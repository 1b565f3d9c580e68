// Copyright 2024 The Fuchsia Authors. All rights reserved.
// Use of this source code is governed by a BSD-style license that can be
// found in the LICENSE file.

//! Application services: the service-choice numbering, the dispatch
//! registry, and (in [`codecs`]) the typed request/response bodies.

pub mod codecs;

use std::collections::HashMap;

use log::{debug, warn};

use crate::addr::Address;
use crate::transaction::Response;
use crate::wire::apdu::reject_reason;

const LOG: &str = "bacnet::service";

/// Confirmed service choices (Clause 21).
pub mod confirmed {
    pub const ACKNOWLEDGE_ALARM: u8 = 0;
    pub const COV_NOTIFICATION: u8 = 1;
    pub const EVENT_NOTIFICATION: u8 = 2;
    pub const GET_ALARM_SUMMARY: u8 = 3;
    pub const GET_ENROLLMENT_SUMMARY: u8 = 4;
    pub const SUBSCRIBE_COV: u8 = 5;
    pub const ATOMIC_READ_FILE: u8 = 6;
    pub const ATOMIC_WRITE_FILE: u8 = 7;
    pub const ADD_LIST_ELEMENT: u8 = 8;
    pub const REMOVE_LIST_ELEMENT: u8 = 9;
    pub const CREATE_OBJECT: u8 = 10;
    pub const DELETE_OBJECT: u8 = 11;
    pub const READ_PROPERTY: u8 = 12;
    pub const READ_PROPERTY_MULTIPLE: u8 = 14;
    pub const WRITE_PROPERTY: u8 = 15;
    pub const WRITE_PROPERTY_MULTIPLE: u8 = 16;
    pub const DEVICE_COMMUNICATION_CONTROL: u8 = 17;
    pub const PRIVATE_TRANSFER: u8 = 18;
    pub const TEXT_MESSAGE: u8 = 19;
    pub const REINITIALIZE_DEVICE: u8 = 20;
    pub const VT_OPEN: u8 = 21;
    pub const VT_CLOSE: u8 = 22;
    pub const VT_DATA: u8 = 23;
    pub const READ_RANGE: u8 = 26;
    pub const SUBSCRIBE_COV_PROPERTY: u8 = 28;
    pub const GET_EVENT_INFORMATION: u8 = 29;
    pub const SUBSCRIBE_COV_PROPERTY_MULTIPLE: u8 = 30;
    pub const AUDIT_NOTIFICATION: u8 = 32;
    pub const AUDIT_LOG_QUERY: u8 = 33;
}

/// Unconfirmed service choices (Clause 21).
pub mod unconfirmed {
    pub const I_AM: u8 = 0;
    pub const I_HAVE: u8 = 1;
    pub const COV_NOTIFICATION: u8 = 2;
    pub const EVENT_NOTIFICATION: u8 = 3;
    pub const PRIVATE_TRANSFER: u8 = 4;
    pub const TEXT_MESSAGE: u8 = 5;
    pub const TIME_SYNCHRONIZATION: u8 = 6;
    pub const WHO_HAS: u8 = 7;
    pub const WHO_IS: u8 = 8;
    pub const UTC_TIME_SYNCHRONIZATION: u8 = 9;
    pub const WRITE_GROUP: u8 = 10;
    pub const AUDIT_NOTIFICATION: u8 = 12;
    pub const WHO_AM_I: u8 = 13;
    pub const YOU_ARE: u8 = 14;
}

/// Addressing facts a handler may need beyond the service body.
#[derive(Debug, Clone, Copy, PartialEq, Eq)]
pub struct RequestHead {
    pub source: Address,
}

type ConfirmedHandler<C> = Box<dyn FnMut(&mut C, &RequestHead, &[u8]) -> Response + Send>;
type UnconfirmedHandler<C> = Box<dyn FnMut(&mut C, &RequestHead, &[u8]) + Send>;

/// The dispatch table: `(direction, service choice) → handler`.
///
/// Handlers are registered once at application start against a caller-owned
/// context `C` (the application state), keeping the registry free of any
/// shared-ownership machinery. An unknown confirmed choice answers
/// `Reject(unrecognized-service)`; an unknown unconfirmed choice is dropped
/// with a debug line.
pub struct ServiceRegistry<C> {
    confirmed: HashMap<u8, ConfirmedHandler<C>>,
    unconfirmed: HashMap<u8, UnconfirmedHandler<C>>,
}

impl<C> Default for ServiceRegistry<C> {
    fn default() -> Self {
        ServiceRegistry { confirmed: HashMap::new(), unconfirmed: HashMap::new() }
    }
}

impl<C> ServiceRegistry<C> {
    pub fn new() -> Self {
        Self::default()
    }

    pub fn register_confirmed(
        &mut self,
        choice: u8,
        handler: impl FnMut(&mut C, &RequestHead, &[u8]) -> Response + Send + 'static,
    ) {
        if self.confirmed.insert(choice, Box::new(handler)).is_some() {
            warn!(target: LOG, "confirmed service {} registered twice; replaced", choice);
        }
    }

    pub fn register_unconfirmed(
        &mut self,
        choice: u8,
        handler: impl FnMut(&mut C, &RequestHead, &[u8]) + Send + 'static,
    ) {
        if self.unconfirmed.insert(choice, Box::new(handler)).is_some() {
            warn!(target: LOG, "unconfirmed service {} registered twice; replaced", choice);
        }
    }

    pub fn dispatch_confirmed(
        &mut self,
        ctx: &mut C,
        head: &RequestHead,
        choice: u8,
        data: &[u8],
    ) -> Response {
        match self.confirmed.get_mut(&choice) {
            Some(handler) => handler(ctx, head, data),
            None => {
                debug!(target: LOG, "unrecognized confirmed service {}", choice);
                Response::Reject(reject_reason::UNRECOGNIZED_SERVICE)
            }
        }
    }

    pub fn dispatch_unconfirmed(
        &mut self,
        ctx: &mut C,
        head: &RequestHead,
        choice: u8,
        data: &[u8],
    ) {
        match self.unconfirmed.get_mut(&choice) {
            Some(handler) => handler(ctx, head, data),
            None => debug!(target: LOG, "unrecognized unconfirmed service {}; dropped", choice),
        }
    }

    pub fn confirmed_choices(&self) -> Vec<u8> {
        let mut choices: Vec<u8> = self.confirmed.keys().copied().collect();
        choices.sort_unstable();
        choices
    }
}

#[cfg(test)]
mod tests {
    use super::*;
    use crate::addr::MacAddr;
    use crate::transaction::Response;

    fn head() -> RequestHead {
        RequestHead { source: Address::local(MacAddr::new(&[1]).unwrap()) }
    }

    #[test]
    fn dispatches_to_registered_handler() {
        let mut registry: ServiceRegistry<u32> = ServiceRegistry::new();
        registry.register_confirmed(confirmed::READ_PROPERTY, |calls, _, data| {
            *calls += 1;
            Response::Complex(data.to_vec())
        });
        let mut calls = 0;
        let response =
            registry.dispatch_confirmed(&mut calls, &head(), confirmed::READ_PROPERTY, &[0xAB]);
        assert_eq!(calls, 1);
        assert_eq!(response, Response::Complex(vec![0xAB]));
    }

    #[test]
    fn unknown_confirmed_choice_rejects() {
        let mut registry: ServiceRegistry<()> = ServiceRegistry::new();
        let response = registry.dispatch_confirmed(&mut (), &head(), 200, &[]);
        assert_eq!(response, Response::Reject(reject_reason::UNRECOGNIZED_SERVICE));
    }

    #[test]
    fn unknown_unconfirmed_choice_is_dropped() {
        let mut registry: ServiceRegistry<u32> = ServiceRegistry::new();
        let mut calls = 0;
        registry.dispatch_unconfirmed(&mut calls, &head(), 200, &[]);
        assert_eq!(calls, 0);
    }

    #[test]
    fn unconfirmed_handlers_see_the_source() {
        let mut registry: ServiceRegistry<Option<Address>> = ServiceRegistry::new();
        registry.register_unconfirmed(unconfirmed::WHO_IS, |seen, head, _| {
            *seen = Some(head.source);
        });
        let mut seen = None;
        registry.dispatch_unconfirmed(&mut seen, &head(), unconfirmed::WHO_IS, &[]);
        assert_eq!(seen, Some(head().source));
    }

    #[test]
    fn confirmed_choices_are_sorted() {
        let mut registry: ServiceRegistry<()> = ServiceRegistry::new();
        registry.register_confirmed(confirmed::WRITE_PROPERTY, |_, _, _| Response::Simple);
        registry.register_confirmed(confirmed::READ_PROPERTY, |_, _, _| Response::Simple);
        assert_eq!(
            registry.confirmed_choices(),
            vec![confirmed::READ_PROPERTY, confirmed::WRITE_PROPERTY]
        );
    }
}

::::::::::

After locating the line with "pub const CREATE_OBJECT: u8 = 10;" in the material above, return it and each line after it exactly, ending at the line with "pub const GET_EVENT_INFORMATION: u8 = 29;".

    pub const CREATE_OBJECT: u8 = 10;
    pub const DELETE_OBJECT: u8 = 11;
    pub const READ_PROPERTY: u8 = 12;
    pub const READ_PROPERTY_MULTIPLE: u8 = 14;
    pub const WRITE_PROPERTY: u8 = 15;
    pub const WRITE_PROPERTY_MULTIPLE: u8 = 16;
    pub const DEVICE_COMMUNICATION_CONTROL: u8 = 17;
    pub const PRIVATE_TRANSFER: u8 = 18;
    pub const TEXT_MESSAGE: u8 = 19;
    pub const REINITIALIZE_DEVICE: u8 = 20;
    pub const VT_OPEN: u8 = 21;
    pub const VT_CLOSE: u8 = 22;
    pub const VT_DATA: u8 = 23;
    pub const READ_RANGE: u8 = 26;
    pub const SUBSCRIBE_COV_PROPERTY: u8 = 28;
    pub const GET_EVENT_INFORMATION: u8 = 29;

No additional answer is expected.